EXERCISE BRIEF>
For the word "ImmutabilityProbe", state the number of lines in the data that contain it, and nothing else.
§ §
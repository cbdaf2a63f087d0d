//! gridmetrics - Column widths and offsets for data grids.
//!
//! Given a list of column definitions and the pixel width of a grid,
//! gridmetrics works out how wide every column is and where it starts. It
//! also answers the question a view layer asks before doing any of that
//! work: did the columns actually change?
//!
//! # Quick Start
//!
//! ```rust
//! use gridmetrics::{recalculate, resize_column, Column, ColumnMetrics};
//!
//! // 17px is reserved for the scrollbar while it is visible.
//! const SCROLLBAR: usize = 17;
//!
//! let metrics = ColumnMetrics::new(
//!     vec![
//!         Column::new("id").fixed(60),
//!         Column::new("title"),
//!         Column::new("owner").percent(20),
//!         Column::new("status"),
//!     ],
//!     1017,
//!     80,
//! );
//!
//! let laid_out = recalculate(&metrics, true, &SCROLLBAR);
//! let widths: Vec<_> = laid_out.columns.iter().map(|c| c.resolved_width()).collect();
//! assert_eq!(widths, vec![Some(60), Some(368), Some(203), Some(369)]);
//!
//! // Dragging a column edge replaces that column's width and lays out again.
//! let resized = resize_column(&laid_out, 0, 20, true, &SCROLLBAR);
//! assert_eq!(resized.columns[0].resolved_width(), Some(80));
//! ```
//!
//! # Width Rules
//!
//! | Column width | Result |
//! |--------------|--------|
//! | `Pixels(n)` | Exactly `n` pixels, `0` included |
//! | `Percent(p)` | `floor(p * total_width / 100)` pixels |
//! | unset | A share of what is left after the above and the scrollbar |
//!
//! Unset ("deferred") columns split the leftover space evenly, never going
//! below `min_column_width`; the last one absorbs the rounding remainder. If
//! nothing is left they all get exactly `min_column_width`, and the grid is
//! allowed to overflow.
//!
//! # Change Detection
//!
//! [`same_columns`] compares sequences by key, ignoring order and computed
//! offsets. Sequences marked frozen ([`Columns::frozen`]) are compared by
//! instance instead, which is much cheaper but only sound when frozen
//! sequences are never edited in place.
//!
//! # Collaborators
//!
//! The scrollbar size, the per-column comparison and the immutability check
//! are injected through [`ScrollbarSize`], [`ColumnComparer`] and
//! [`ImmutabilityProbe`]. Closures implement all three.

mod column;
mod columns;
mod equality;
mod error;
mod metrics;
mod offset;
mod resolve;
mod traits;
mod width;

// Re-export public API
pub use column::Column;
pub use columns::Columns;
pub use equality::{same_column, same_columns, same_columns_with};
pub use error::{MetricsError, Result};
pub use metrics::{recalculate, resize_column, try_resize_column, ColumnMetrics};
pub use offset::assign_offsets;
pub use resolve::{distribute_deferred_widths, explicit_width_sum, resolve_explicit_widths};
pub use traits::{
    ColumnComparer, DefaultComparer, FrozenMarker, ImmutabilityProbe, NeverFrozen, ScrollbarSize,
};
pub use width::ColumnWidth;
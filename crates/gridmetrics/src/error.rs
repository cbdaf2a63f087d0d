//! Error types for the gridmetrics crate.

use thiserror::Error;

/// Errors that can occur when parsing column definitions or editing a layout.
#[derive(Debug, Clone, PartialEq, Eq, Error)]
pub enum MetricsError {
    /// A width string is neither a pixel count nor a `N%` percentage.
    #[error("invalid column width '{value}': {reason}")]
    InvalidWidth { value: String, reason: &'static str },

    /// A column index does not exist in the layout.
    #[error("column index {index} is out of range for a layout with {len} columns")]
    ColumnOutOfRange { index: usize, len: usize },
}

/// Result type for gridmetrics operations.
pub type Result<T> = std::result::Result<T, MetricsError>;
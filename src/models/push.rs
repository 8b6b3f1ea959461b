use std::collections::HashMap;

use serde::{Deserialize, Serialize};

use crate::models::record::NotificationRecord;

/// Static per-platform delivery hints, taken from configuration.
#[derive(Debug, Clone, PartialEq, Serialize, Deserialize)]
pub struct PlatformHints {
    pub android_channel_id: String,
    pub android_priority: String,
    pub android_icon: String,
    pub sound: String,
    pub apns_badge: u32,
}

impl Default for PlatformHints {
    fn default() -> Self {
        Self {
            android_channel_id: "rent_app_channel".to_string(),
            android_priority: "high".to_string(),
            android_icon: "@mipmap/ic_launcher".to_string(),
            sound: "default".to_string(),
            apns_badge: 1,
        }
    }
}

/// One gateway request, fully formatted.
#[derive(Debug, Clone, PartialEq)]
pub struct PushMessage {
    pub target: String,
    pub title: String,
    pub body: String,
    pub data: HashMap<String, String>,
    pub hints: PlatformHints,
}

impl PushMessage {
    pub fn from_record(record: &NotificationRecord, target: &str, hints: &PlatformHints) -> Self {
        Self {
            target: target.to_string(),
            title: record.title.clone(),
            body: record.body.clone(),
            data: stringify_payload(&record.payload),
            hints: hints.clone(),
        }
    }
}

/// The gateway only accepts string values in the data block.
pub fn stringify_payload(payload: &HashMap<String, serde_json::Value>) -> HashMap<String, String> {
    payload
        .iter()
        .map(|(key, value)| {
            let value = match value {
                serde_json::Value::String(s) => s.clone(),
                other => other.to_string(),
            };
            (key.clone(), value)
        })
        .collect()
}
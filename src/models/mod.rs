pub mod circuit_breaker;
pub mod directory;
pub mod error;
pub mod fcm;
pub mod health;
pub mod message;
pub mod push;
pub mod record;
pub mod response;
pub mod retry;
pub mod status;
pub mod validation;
§ §
TASK RESPONSE>
2